The task
After locating the line that contains "returns to the child" in the following entries, reproduce it and each later line exactly, including the last.

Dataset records
+ + +

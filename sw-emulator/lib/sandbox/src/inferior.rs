// Licensed under the Apache-2.0 license

use chaos_error::ChaosResult;

/// Syscall number and the six argument registers
#[derive(Debug, Default, Clone, Copy, PartialEq, Eq)]
pub struct SyscallInfo {
    pub nr: u64,
    pub args: [u64; 6],
}

/// Why the child stopped running
#[derive(Debug, Clone, Copy, PartialEq, Eq)]
pub enum Stop {
    /// Entered a syscall; the kernel will not execute it
    Syscall(SyscallInfo),

    /// Exited on its own
    Exited(i32),

    /// Terminated by a signal
    Signaled(i32),

    /// Stopped with a signal pending, e.g. a fault
    Stopped(i32),
}

/// Control over a sandboxed child
pub trait Inferior {
    /// Resume until the next syscall entry or termination
    fn resume_until_syscall(&mut self) -> ChaosResult<Stop>;

    /// Copy `buf.len()` bytes from the child at `addr`; all or nothing
    fn read_memory(&mut self, addr: u64, buf: &mut [u8]) -> ChaosResult<()>;

    /// Copy `data` into the child at `addr`; all or nothing
    fn write_memory(&mut self, addr: u64, data: &[u8]) -> ChaosResult<()>;

    /// Result the pending syscall returns to the child
    fn set_syscall_return(&mut self, val: i64) -> ChaosResult<()>;
}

+ + +

Answer for the task
    /// Result the pending syscall returns to the child
    fn set_syscall_return(&mut self, val: i64) -> ChaosResult<()>;
}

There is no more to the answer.